How Judah Fought a King Who Never Missed
The king of Tapnach could throw javelins with both hands from horseback without missing. Judah had no spear, no mount, and no armor. He had a stone.
There is a prophecy Jacob spoke over Judah on his deathbed (Genesis 49:9) that has always puzzled translators: "Judah is a lion's whelp. From the prey, my son, thou art gone up. He stooped down, he couched as a lion, and as an old lion; who shall rouse him up?"
The rabbis who preserved and expanded the stories of the patriarchs understood this prophecy as description before it was blessing. Judah was already a lion. The blessing was just God confirming what the battlefield had revealed.

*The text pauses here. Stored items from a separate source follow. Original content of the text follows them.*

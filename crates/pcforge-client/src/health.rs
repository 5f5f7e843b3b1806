//! Out-of-band liveness probe.
//!
//! While connected the session probes the service's HTTP health endpoint on
//! a slow interval. A probe only annotates status: a failure sets an
//! advisory error, a later success clears it, and neither touches the
//! connection state machine.

use std::time::Duration;

use async_trait::async_trait;
use pcforge_core::SessionError;
use pcforge_core::errors::classify::{classify_probe_failure, classify_probe_status};
use tracing::debug;

use crate::errors::ClientError;

/// One liveness check.
#[async_trait]
pub trait HealthProbe: Send + Sync {
    /// Probe the service. `Ok` means healthy.
    async fn check(&self) -> Result<(), SessionError>;
}

/// `GET` against a fixed health URL; any 2xx is healthy.
#[derive(Clone, Debug)]
pub struct HttpHealthProbe {
    client: reqwest::Client,
    url: String,
}

impl HttpHealthProbe {
    /// Build a probe for `url` with a per-request timeout.
    pub fn new(url: &str, timeout: Duration) -> Result<Self, ClientError> {
        if !(url.starts_with("http://") || url.starts_with("https://")) {
            return Err(ClientError::InvalidUrl {
                url: url.to_owned(),
                reason: "scheme must be http or https".into(),
            });
        }
        let client = reqwest::Client::builder().timeout(timeout).build()?;
        Ok(Self {
            client,
            url: url.to_owned(),
        })
    }

    /// The probed URL.
    pub fn url(&self) -> &str {
        &self.url
    }
}

#[async_trait]
impl HealthProbe for HttpHealthProbe {
    async fn check(&self) -> Result<(), SessionError> {
        let response = self
            .client
            .get(&self.url)
            .send()
            .await
            .map_err(|e| classify_probe_failure(&e.to_string()))?;
        let status = response.status().as_u16();
        debug!(url = %self.url, status, "health probe response");
        match classify_probe_status(status) {
            None => Ok(()),
            Some(err) => Err(err),
        }
    }
}

#[cfg(test)]
mod tests {
    use super::*;
    use assert_matches::assert_matches;
    use pcforge_core::ErrorKind;
    use wiremock::matchers::{method, path};
    use wiremock::{Mock, MockServer, ResponseTemplate};

    async fn probe_for(server: &MockServer) -> HttpHealthProbe {
        HttpHealthProbe::new(&format!("{}/health", server.uri()), Duration::from_secs(5)).unwrap()
    }

    #[tokio::test]
    async fn healthy_on_2xx() {
        let server = MockServer::start().await;
        Mock::given(method("GET"))
            .and(path("/health"))
            .respond_with(ResponseTemplate::new(200).set_body_string("ok"))
            .expect(1)
            .mount(&server)
            .await;

        probe_for(&server).await.check().await.unwrap();
    }

    #[tokio::test]
    async fn no_content_is_healthy() {
        let server = MockServer::start().await;
        Mock::given(method("GET"))
            .respond_with(ResponseTemplate::new(204))
            .mount(&server)
            .await;

        assert!(probe_for(&server).await.check().await.is_ok());
    }

    #[tokio::test]
    async fn server_error_status() {
        let server = MockServer::start().await;
        Mock::given(method("GET"))
            .respond_with(ResponseTemplate::new(503))
            .mount(&server)
            .await;

        let err = probe_for(&server).await.check().await.unwrap_err();
        assert_eq!(err.kind, ErrorKind::Server);
        assert!(err.message.contains("503"));
    }

    #[tokio::test]
    async fn throttled_status() {
        let server = MockServer::start().await;
        Mock::given(method("GET"))
            .respond_with(ResponseTemplate::new(429))
            .mount(&server)
            .await;

        let err = probe_for(&server).await.check().await.unwrap_err();
        assert_eq!(err.kind, ErrorKind::RateLimit);
    }

    #[tokio::test]
    async fn slow_response_times_out_as_network_error() {
        let server = MockServer::start().await;
        Mock::given(method("GET"))
            .respond_with(ResponseTemplate::new(200).set_delay(Duration::from_secs(2)))
            .mount(&server)
            .await;

        let probe = HttpHealthProbe::new(
            &format!("{}/health", server.uri()),
            Duration::from_millis(100),
        )
        .unwrap();
        let err = probe.check().await.unwrap_err();
        assert_eq!(err.kind, ErrorKind::Network);
    }

    #[tokio::test]
    async fn unreachable_is_network_error() {
        let listener = std::net::TcpListener::bind("127.0.0.1:0").unwrap();
        let addr = listener.local_addr().unwrap();
        drop(listener);

        let probe =
            HttpHealthProbe::new(&format!("http://{addr}/health"), Duration::from_secs(1)).unwrap();
        let err = probe.check().await.unwrap_err();
        assert_eq!(err.kind, ErrorKind::Network);
        assert!(err.retryable);
    }

    #[test]
    fn rejects_non_http_url() {
        assert_matches!(
            HttpHealthProbe::new("ws://localhost/health", Duration::from_secs(5)),
            Err(ClientError::InvalidUrl { .. })
        );
    }
}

The moment that confirmed it is preserved in the Book of Jasher and in Louis Ginzberg's encyclopedic Legends of the Jews, compiled from hundreds of rabbinic sources across a thousand years of tradition and first published in 1909. It happened during the war with the Amorite kings, the coalition of seven rulers who rode against Jacob's sons after the destruction of Shechem.
Among the seven kings was Jashub of Tapnach, and Jashub was not an ordinary king. He was armored in iron and brass from his head to the soles of his feet, sitting a powerful warhorse, riding at the center of his army the way that kings of that era rode: as a symbol, but also as a weapon. Jashub could throw javelins with his right hand or his left hand from horseback, forward and backward simultaneously, without ever missing his target. Mounted archers who could loose arrows were uncommon; a spearman who could throw to the front and rear at the same moment, hitting every time, was something else entirely. The armies of the Amorites had been built around him.
When Judah ran toward this man, he had no javelin, no horse, no armor. He had a stone.
He picked it up from the ground -- sixty sela'im in weight, roughly equal to the weight of a grown man's torso in bronze-age measurement -- and threw it from a distance the Legends measure with almost comic precision: one hundred and seventy-seven ells and one-third of an ell. The stone struck Jashub's shield and knocked him from the horse.
Jashub was not dead. He recovered fast, as great warriors do, and came up on his feet with his sword already drawn. He struck at Judah's head with the full force of a man who had been humiliated in front of his army.
Judah raised his shield to catch the blow. The shield broke to pieces. And here is where the Legends slow down, because what comes next is not strength but improvisation. Judah, his shield destroyed, reached out and took Jashub's shield. Turned the enemy's own guard against him. Then cut off Jashub's feet above the ankles.
The king fell. His sword slipped from his hands. Judah took his head.
Nine of Jashub's companions attacked immediately. Judah killed the first with a stone. He defended against the remaining eight with the captured shield until his brother Levi shot the king of Ga'ash from a distance, and together they cleared the field.
The Book of Jubilees, composed in the second century BCE by priests who believed they were transmitting the content of heavenly tablets, gives Judah's later blessing in language that matches what the battlefield showed: "May the Lord give thee strength and power to tread down all that hate thee. A prince shalt thou be, thou and one of thy sons." The blessing names Judah's line as the royal line, the one from which kingship will descend. But the Jubilees blessing also says something practical and specific: "Let all who hate thee fall down before thee, and let all thy adversaries be rooted out and perish."
This was not flattery composed after the fact. The tradition understood Judah's blessing as a recognition of what had already been demonstrated. The man who ran at an armored javelin-king with a stone had already shown what the prophecy would later say.
By the time the sun set on that day, the Legends record, Judah had killed a thousand men. The sons of Jacob pursued the Amorite armies through five more cities: Tapnach, Ga'ash, Sartan, Shilo, Hasor. At each one, Judah was the first to climb the wall. At the triple-walled fortress of Ga'ash, he fought alone on the battlements, men throwing stones from the right, men fighting him from inside, men trying to push him over the edge, until Dan came up and drove them back.
On the sixth day, the Amorites came without weapons. They asked for peace. Jacob gave it to them, and restored double what had been taken.
But what the apocryphal texts preserve is not the peace. It is the moment a young man picked up a stone and ran toward the king nobody ran toward. Everything in Judah's future -- the royal line, the tribe that kept the Torah through exile, the kingship of David three centuries later -- had its root in that run. Not in strategy. Not in numbers. In the refusal to let the armor, the horse, the javelin, or the thousand men rewrite the terms of the encounter.